Friday, July 17, 2009

Skating with Heather Grace -- Poems by Thomas Lynch

Skating with Heather Grace
Poems by Thomas Lynch


This book has been on my shelf for a number of years. It was a collection I occasionally pulled down in passing, read a poem or two, and then returned to its ledge among the other titles in my library. Recently I took it down and carried it with me for several days, reading it from cover to cover a few times. It is something I should have done long ago.

Published in Knopf’s Poetry Series in 1986, this is Thomas Lynch’s first book. As such, the biographical information doesn’t say anything about his poetic career but highlights the fact that he makes his living as an undertaker. Although heavy-handed in pointing this out, it clearly informs every poem.

Robert Frost’s cool philosophical understanding of poetry as a momentary stay against confusion is here heightened to a pitch to hold off despair in the face of death and loss. Lynch has an almost desperate desire for cohesion.

sing the same song over and over
because the sound it makes keeps me intact.
(“Noon on Saturday”)

This is the ars poetica of these poems. But it’s not an existential cry, as Matthew Arnold saying, “I am fragments.” It is not his psyche he fears will disintegrate, but his actual body.

I’m frightened witless at the prospect of
some bomb or cancer out there with my name on it.
(“Damage”)

What underlies these poems is an acute feral vulnerability, a profound awareness of how tenuous our hold on life really is.

you and your song rise in the leafy air
chancy as bass spawn in a mallard’s underwings.
(“A Clearing in the Woods”)

All of this plays into his adroit manipulation of rhyme, assonance and repetition. There may be the occasional and slight drift away from thematic elements in favor of a phonetic choice, but never enough to spoil the tone and eventual progress into these meditations that are rooted in earth and blood. Considering the tack taken in his poem “A Note on the Rapture to His True Love,” the identities that comprise its rhyme scheme work in conjunction with the idea that the rapture will bring a second life to those taken, a kind of repetition that the poem subtly rebuffs with the final identity being broken where “leaves” is not repeated but transformed into “left,” the final word. It plays on the double-entendre of “left” allowing those who are not taken up in the rapture to find their own salvation in moments of transcendence, which, in the end, like everything else, are finite.

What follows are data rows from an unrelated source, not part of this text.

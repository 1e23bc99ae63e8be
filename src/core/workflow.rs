//! Class-to-workflow resolution
//!
//! Flattens the policy table's workflow declarations into a reverse index
//! so resolution is a single lookup. Building the index asserts the
//! disjointness invariant: every project class belongs to exactly one
//! workflow.

use crate::core::error::{ClassificationError, MetaResult, PolicyError};
use crate::core::policy::{PolicyTable, WorkflowKind, WorkflowSpec};
use std::collections::BTreeMap;

/// Reverse index from project class to workflow, built once per run
#[derive(Debug)]
pub struct WorkflowIndex {
  classes: BTreeMap<String, WorkflowKind>,
}

impl WorkflowIndex {
  /// Build the index, rejecting tables where a class is claimed twice
  pub fn build(policy: &PolicyTable) -> MetaResult<Self> {
    let mut classes = BTreeMap::new();
    for (kind, spec) in &policy.workflows {
      for class in &spec.classes {
        if let Some(prev) = classes.insert(class.clone(), *kind) {
          return Err(
            PolicyError::OverlappingClasses {
              class: class.clone(),
              first: prev.to_string(),
              second: kind.to_string(),
            }
            .into(),
          );
        }
      }
    }
    Ok(Self { classes })
  }

  /// Resolve a project class to its workflow and spec
  pub fn resolve<'a>(&self, class: &str, policy: &'a PolicyTable) -> MetaResult<(WorkflowKind, &'a WorkflowSpec)> {
    let kind = self.classes.get(class).copied().ok_or_else(|| {
      ClassificationError::UnknownWorkflow {
        class: class.to_string(),
      }
    })?;
    let spec = policy
      .workflows
      .get(&kind)
      .ok_or_else(|| ClassificationError::UnknownWorkflow {
        class: class.to_string(),
      })?;
    Ok((kind, spec))
  }

  /// All indexed classes, used as the candidate set for topic classification
  pub fn classes(&self) -> impl Iterator<Item = &str> {
    self.classes.keys().map(String::as_str)
  }
}
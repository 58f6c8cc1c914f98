// Copyright 2025 Lablup Inc. and Jeongkyu Shin
//
// Licensed under the Apache License, Version 2.0 (the "License");
// you may not use this file except in compliance with the License.
// You may obtain a copy of the License at
//
//     http://www.apache.org/licenses/LICENSE-2.0
//
// Unless required by applicable law or agreed to in writing, software
// distributed under the License is distributed on an "AS IS" BASIS,
// WITHOUT WARRANTIES OR CONDITIONS OF ANY KIND, either express or implied.
// See the License for the specific language governing permissions and
// limitations under the License.

//! authorized_keys line matching.
//!
//! A line has the shape
//!
//! ```text
//! [options ]algorithm base64-key[ info]
//! ```
//!
//! where `options` runs up to the first whitespace outside double quotes and
//! `info` (the usual key comment) is kept only when it consists of
//! characters from a conservative allow-list, since callers may export it
//! into a session environment.
//!
//! Matching is pure: the caller decides what to do with the options token
//! and reads the file through [`LineReader`], which caps line length.

use std::io::{self, BufRead};

use base64::alphabet;
use base64::engine::{DecodePaddingMode, GeneralPurpose, GeneralPurposeConfig};
use base64::Engine;

use super::wire::PayloadReader;

/// Shortest line that can hold a key entry.
pub const MIN_LINE: usize = 10;

/// Longest accepted line.
pub const MAX_LINE: usize = 4200;

const KEY_BASE64: GeneralPurpose = GeneralPurpose::new(
    &alphabet::STANDARD,
    GeneralPurposeConfig::new().with_decode_padding_mode(DecodePaddingMode::Indifferent),
);

/// Result of matching one line against a candidate key.
#[derive(Debug, Clone, PartialEq, Eq)]
pub enum LineMatch<'a> {
    /// The line authorizes the candidate key.
    Accepted {
        /// Raw options token, still to be parsed.
        options: Option<&'a [u8]>,
        /// Allow-listed info field following the key.
        info: Option<String>,
    },
    /// The line does not authorize the candidate key.
    Rejected,
}

impl LineMatch<'_> {
    pub fn is_accepted(&self) -> bool {
        matches!(self, LineMatch::Accepted { .. })
    }
}

/// Match `line` (without its terminator) against key algorithm `algo` and
/// wire-format `key_blob`.
pub fn match_line<'a>(line: &'a [u8], algo: &str, key_blob: &[u8]) -> LineMatch<'a> {
    if line.len() < MIN_LINE || line.len() > MAX_LINE {
        tracing::trace!(length = line.len(), "Bad authorized_keys line length");
        return LineMatch::Rejected;
    }
    if line.contains(&0) {
        tracing::trace!("authorized_keys line contains a NUL byte");
        return LineMatch::Rejected;
    }

    let algo = algo.as_bytes();
    let mut options = None;
    let mut pos = 0;

    if !algorithm_at(line, pos, algo) {
        pos = skip_whitespace(line, pos);
        if line.get(pos) == Some(&b'#') {
            return LineMatch::Rejected;
        }

        if !algorithm_at(line, pos, algo) {
            let end = options_end(line, pos);
            if end == pos {
                return LineMatch::Rejected;
            }
            options = Some(&line[pos..end]);
            pos = skip_whitespace(line, end);

            if !algorithm_at(line, pos, algo) {
                return LineMatch::Rejected;
            }
        }
    }
    pos += algo.len();

    if line.get(pos) != Some(&b' ') {
        tracing::trace!("Space expected after key algorithm");
        return LineMatch::Rejected;
    }
    pos += 1;

    let key_end = line[pos..]
        .iter()
        .position(|&c| c == b' ')
        .map_or(line.len(), |i| pos + i);
    let key_field = &line[pos..key_end];

    let info = line
        .get(key_end + 1..)
        .and_then(|rest| allowed_info(rest.split(|&c| c == b' ').next().unwrap_or_default()));

    if !key_field_matches(key_field, algo, key_blob) {
        return LineMatch::Rejected;
    }

    LineMatch::Accepted { options, info }
}

/// The algorithm token must be followed by a space and some key material.
fn algorithm_at(line: &[u8], pos: usize, algo: &[u8]) -> bool {
    pos + algo.len() + 3 <= line.len() && line[pos..].starts_with(algo)
}

fn skip_whitespace(line: &[u8], mut pos: usize) -> usize {
    while matches!(line.get(pos), Some(b' ' | b'\t')) {
        pos += 1;
    }
    pos
}

/// End of the options token starting at `start`: the first space or tab
/// that is neither quoted nor escaped.
fn options_end(line: &[u8], start: usize) -> usize {
    let mut quoted = false;
    let mut escaped = false;

    for (i, &c) in line.iter().enumerate().skip(start) {
        if escaped {
            escaped = false;
            continue;
        }
        match c {
            b'\\' => escaped = true,
            b'"' => quoted = !quoted,
            b' ' | b'\t' if !quoted => return i,
            _ => {}
        }
    }
    line.len()
}

/// Keep the info field only if every character is allowed; one bad
/// character voids the whole field.
fn allowed_info(field: &[u8]) -> Option<String> {
    let allowed = |c: &u8| c.is_ascii_alphanumeric() || b".,_-+@".contains(c);
    if field.is_empty() || !field.iter().all(allowed) {
        if !field.is_empty() {
            tracing::trace!("Ignoring key info with special characters");
        }
        return None;
    }
    // All bytes are ASCII.
    Some(String::from_utf8_lossy(field).into_owned())
}

/// Decode the base64 key field and compare it with the candidate blob. The
/// blob's embedded algorithm name must equal the line's algorithm.
fn key_field_matches(field: &[u8], algo: &[u8], key_blob: &[u8]) -> bool {
    let decoded = match KEY_BASE64.decode(field) {
        Ok(decoded) => decoded,
        Err(e) => {
            tracing::trace!(error = %e, "Bad base64 key in authorized_keys");
            return false;
        }
    };

    let embedded = PayloadReader::new(&decoded).get_string("key algorithm");
    if embedded.ok() != Some(algo) {
        tracing::trace!("Key algorithm in authorized_keys blob does not match");
        return false;
    }

    decoded == key_blob
}

/// Reads lines from an authorized_keys file with a hard length cap.
///
/// Lines end at `\n`, `\r\n` or a bare `\r`. Bytes past [`MAX_LINE`] are
/// dropped and the line is returned one byte over the limit, so the
/// matcher rejects it; the dropped tail never becomes a line of its own.
pub struct LineReader<R> {
    inner: R,
    skip_lf: bool,
}

impl<R: BufRead> LineReader<R> {
    pub fn new(inner: R) -> Self {
        Self {
            inner,
            skip_lf: false,
        }
    }

    /// Read the next line into `line`, without its terminator. Returns
    /// `false` at end of input.
    pub fn read_line(&mut self, line: &mut Vec<u8>) -> io::Result<bool> {
        line.clear();

        if std::mem::take(&mut self.skip_lf) && self.fill_buf()?.first() == Some(&b'\n') {
            self.inner.consume(1);
        }

        let mut read_any = false;
        loop {
            let (consumed, terminator) = {
                let available = self.fill_buf()?;
                if available.is_empty() {
                    return Ok(read_any);
                }

                let room = (MAX_LINE + 1).saturating_sub(line.len());
                match available.iter().position(|&c| c == b'\n' || c == b'\r') {
                    Some(i) => {
                        line.extend_from_slice(&available[..i.min(room)]);
                        (i + 1, Some(available[i]))
                    }
                    None => {
                        line.extend_from_slice(&available[..available.len().min(room)]);
                        (available.len(), None)
                    }
                }
            };
            self.inner.consume(consumed);
            read_any = true;

            if let Some(terminator) = terminator {
                self.skip_lf = terminator == b'\r';
                return Ok(true);
            }
        }
    }

    fn fill_buf(&mut self) -> io::Result<&[u8]> {
        loop {
            match self.inner.fill_buf() {
                Ok(_) => break,
                Err(e) if e.kind() == io::ErrorKind::Interrupted => continue,
                Err(e) => return Err(e),
            }
        }
        self.inner.fill_buf()
    }
}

All of these poems are full of the longing for the ethereal, a life beyond the earthbound and what birds, and gulls in particular, in the collection come to symbolize:

out where the gulls glide on the edge of weather
songs in praise of rootlessness and wayfare
(“Learning Gravity”)

And in another poem there is the desire to

join them in the air beyond the land
and make my life with them diving between islands.
(“A Dream of Death in the First-Person”)

But this cannot be. We are all bound by

laws
whereby things rise and fall, arrive and take
their leave according to their gravity.
(“Learning Gravity”)

Those birds and what they represent and everything beyond them are finally

a new life form light-years removed from me.
(“I Felt Myself Turning”)

Or as Lynch puts it in the penultimate poem of the collection

we, none of us survives
our awful will to live or will to die.
(“Damage”)

It’s said that every elegy is really written about the writer’s own fear of death. This may be the case, but for Lynch, an undertaker by trade, he sees death as random and omnipresent, an ever looming threat against everyone. When, in the poem “Damages,” he invokes the collective pronoun, it’s not to summon an authority he doesn’t have, the way a bad poet might. Instead, it’s to truly touch on something affecting us all. It’s why what is so attractive in these poems is their deep compassion. They are heartbreakingly compassionate. And in this context, other elements, the moments within life, those transcendent but doomed moments, are prized in their fragile brilliance, such as where he tries to remember the naked body of a friend he once slept with years ago, or he watches his young daughter skate and realizes he will gradually need to let her go as she gets older. These are the moments of meaning, of history, of personal significance that are given such deep poignancy against the relentless and inevitable triumph of the meaningless. It saddens them but increases the attention given to them.

Skating with Heather Grace is one of those collections where the poet faces our common abyss and it is a more honest collection than you will typically find because it is not angry but worried, concerned in the way one is when you know such terrible things happen daily, when you see that everyone around you is standing at the edge of the same inescapable end. Here, the resigned faith that “life goes on,” is a poetic principle, it is an amor fati that demands we sing and sing loudly. To paraphrase Roethke, who is invoked in the longest poem, it is the kind of shaking that keeps us steady. It is the precarious balance between two polarized dreams. It is where we live and where these poems take place. This is not only a collection worth reading, it a collection worth rereading.